• [The problem]: Where the line containing "assert_eq!(eval(a, b, BinaryOp::And), Value::Bool(a" appears, end your copy; everything from the first line of the records below up to and including it must be reproduced exactly.
——————
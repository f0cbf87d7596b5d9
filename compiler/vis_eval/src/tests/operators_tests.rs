//! Tests for binary operator dispatch.

#![expect(clippy::unwrap_used, reason = "tests unwrap known-good inputs")]

use crate::operators::evaluate_binary;
use crate::{EvalErrorKind, Value};
use pretty_assertions::assert_eq;
use vis_ir::BinaryOp;

fn eval(left: impl Into<Value>, right: impl Into<Value>, op: BinaryOp) -> Value {
    evaluate_binary(&left.into(), &right.into(), op).unwrap()
}

#[test]
fn test_logical_operations() {
    for (a, b) in [(false, false), (false, true), (true, false), (true, true)] {
        assert_eq!(eval(a, b, BinaryOp::And), Value::Bool(a && b));
        assert_eq!(eval(a, b, BinaryOp::Or), Value::Bool(a || b));
    }
}

#[test]
fn test_equality() {
    assert_eq!(eval(42_i64, 42_i64, BinaryOp::Eq), Value::Bool(true));
    assert_eq!(eval(1_i64, 2_i64, BinaryOp::NotEq), Value::Bool(true));
    assert_eq!(eval(true, false, BinaryOp::Eq), Value::Bool(false));
    assert_eq!(eval(true, true, BinaryOp::NotEq), Value::Bool(false));
    assert_eq!(eval("abc", "abc", BinaryOp::Eq), Value::Bool(true));
    assert_eq!(eval("abc", "ABC", BinaryOp::NotEq), Value::Bool(true));
}

#[test]
fn test_int_comparisons() {
    assert_eq!(eval(2_i64, 3_i64, BinaryOp::Lt), Value::Bool(true));
    assert_eq!(eval(3_i64, 2_i64, BinaryOp::Gt), Value::Bool(true));
    assert_eq!(eval(5_i64, 6_i64, BinaryOp::LtEq), Value::Bool(true));
    assert_eq!(eval(6_i64, 6_i64, BinaryOp::GtEq), Value::Bool(true));
    assert_eq!(eval(6_i64, 6_i64, BinaryOp::Gt), Value::Bool(false));
    assert_eq!(eval(i64::MIN, i64::MAX, BinaryOp::Lt), Value::Bool(true));
}

#[test]
fn test_logic_on_ints_is_a_mismatch() {
    let error = evaluate_binary(&Value::Int(1), &Value::Int(2), BinaryOp::And).unwrap_err();
    assert_eq!(
        error.kind(),
        &EvalErrorKind::BinaryTypeMismatch {
            op: BinaryOp::And,
            left: "int",
            right: "int",
        }
    );
    assert_eq!(
        error.message(),
        "Operation 'and' cannot be applied to operands of type 'int' and 'int'."
    );
}

#[test]
fn test_mixed_types_are_a_mismatch() {
    let error =
        evaluate_binary(&Value::Int(1), &Value::string("1"), BinaryOp::Eq).unwrap_err();
    assert_eq!(
        error.to_string(),
        "Operation 'eq' cannot be applied to operands of type 'int' and 'string'."
    );

    let error =
        evaluate_binary(&Value::Bool(true), &Value::Int(1), BinaryOp::Or).unwrap_err();
    assert_eq!(
        error.to_string(),
        "Operation 'or' cannot be applied to operands of type 'bool' and 'int'."
    );
}

#[test]
fn test_ordering_is_int_only() {
    for op in [BinaryOp::Gt, BinaryOp::Lt, BinaryOp::GtEq, BinaryOp::LtEq] {
        assert!(evaluate_binary(&Value::string("a"), &Value::string("b"), op).is_err());
        assert!(evaluate_binary(&Value::Bool(false), &Value::Bool(true), op).is_err());
    }
}

#[test]
fn test_logic_on_strings_is_a_mismatch() {
    let error =
        evaluate_binary(&Value::string("a"), &Value::string("b"), BinaryOp::Or).unwrap_err();
    assert_eq!(
        error.message(),
        "Operation 'or' cannot be applied to operands of type 'string' and 'string'."
    );
}
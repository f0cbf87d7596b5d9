//! Expression grammar.
//!
//! One method per production. Each consumes exactly the tokens of the node
//! it builds and leaves the cursor on the following token.

use tracing::{debug, trace};
use vis_ir::{Expr, Operator, TokenKind};
use vis_stack::ensure_sufficient_stack;

use crate::{ParseError, ParseErrorKind, Parser};

impl Parser<'_> {
    /// Parse one expression.
    ///
    /// Wrapped in `ensure_sufficient_stack` since nesting depth is unbounded.
    pub(crate) fn parse_expr(&mut self) -> Result<Expr, ParseError> {
        ensure_sufficient_stack(|| self.parse_expr_inner())
    }

    fn parse_expr_inner(&mut self) -> Result<Expr, ParseError> {
        let Some(token) = self.cursor.current() else {
            return Err(self.error_here(ParseErrorKind::UnexpectedEndOfInput));
        };

        debug!(
            pos = self.cursor.position(),
            kind = token.kind.display_name(),
            text = %token.text,
            "parse_expr"
        );

        match token.kind {
            TokenKind::Symbol => {
                self.cursor.advance();
                Ok(Expr::Variable(token.text.clone()))
            }
            TokenKind::IntLiteral => {
                // Leading zeros are accepted by `str::parse`.
                let value = token.text.parse::<i64>().map_err(|_| {
                    self.error_here(ParseErrorKind::IntegerOutOfRange {
                        text: token.text.clone(),
                    })
                })?;
                self.cursor.advance();
                Ok(Expr::Int(value))
            }
            TokenKind::BooleanLiteral => {
                let value = match token.text.as_str() {
                    "true" => true,
                    "false" => false,
                    _ => {
                        return Err(self.error_here(ParseErrorKind::UnexpectedToken {
                            text: token.text.clone(),
                        }));
                    }
                };
                self.cursor.advance();
                Ok(Expr::Bool(value))
            }
            TokenKind::StringLiteral => {
                // Drop the first and last character (the quotes). No escapes.
                let mut chars = token.text.chars();
                chars.next();
                chars.next_back();
                self.cursor.advance();
                Ok(Expr::Str(chars.as_str().to_owned()))
            }
            TokenKind::LeftParen => {
                self.cursor.advance();
                self.parse_s_expr()
            }
            TokenKind::EndOfInput => Err(self.error_here(ParseErrorKind::UnexpectedEndOfInput)),
            TokenKind::RightParen => Err(self.error_here(ParseErrorKind::UnexpectedToken {
                text: token.text.clone(),
            })),
        }
    }

    /// Parse the body of an S-expression. The `(` is already consumed.
    fn parse_s_expr(&mut self) -> Result<Expr, ParseError> {
        let Some(head) = self.cursor.current() else {
            return Err(self.error_here(ParseErrorKind::UnexpectedEndOfInput));
        };
        if !head.is(TokenKind::Symbol) {
            return Err(self.error_here(ParseErrorKind::ExpectedOperationName {
                found: head.text.clone(),
            }));
        }
        let Some(op) = Operator::from_name(&head.text) else {
            return Err(self.error_here(ParseErrorKind::UnknownOperation {
                name: head.text.clone(),
            }));
        };
        self.cursor.advance();

        trace!(op = op.name(), "parse_s_expr");

        let expr = match op {
            Operator::Unary(op) => {
                let operand = self.parse_operand()?;
                Expr::unary(op, operand)
            }
            Operator::Binary(op) => {
                let left = self.parse_operand()?;
                let right = self.parse_operand()?;
                Expr::binary(op, left, right)
            }
        };

        self.expect_close(op)?;
        Ok(expr)
    }

    /// Parse an operand of an S-expression.
    ///
    /// Any failure inside the operand is replaced by `Expression expected.`
    /// at the operand's first token.
    fn parse_operand(&mut self) -> Result<Expr, ParseError> {
        let start = self.cursor.position();
        self.parse_expr().map_err(|inner| {
            trace!(start, inner = %inner, "operand failed");
            ParseError::new(ParseErrorKind::ExpressionExpected, start)
        })
    }

    /// Consume the `)` that closes an S-expression headed by `op`.
    fn expect_close(&mut self, op: Operator) -> Result<(), ParseError> {
        if self.cursor.check(TokenKind::RightParen) {
            self.cursor.advance();
            return Ok(());
        }
        let kind = if self.cursor.current().is_some() {
            ParseErrorKind::MissingCloseParen {
                name: op.name(),
                arity: op.arity(),
            }
        } else {
            ParseErrorKind::UnexpectedEndOfInput
        };
        Err(self.error_here(kind))
    }
}
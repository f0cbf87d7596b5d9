//! Unary operator implementations.

use vis_ir::UnaryOp;

use crate::errors::unary_type_mismatch;
use crate::{EvalResult, Value};

/// Evaluate `op value`.
pub fn evaluate_unary(value: &Value, op: UnaryOp) -> EvalResult {
    match (value, op) {
        (Value::Bool(b), UnaryOp::Not) => Ok(Value::Bool(!b)),
        (Value::Int(_) | Value::Str(_), UnaryOp::Not) => Err(unary_type_mismatch(op, value)),
    }
}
——————
• [Exercise response]:
repository f0cbf87d7596b5d9
filename compiler/vis_eval/src/tests/operators_tests.rs
//! Tests for binary operator dispatch.

#![expect(clippy::unwrap_used, reason = "tests unwrap known-good inputs")]

use crate::operators::evaluate_binary;
use crate::{EvalErrorKind, Value};
use pretty_assertions::assert_eq;
use vis_ir::BinaryOp;

fn eval(left: impl Into<Value>, right: impl Into<Value>, op: BinaryOp) -> Value {
    evaluate_binary(&left.into(), &right.into(), op).unwrap()
}

#[test]
fn test_logical_operations() {
    for (a, b) in [(false, false), (false, true), (true, false), (true, true)] {
        assert_eq!(eval(a, b, BinaryOp::And), Value::Bool(a && b));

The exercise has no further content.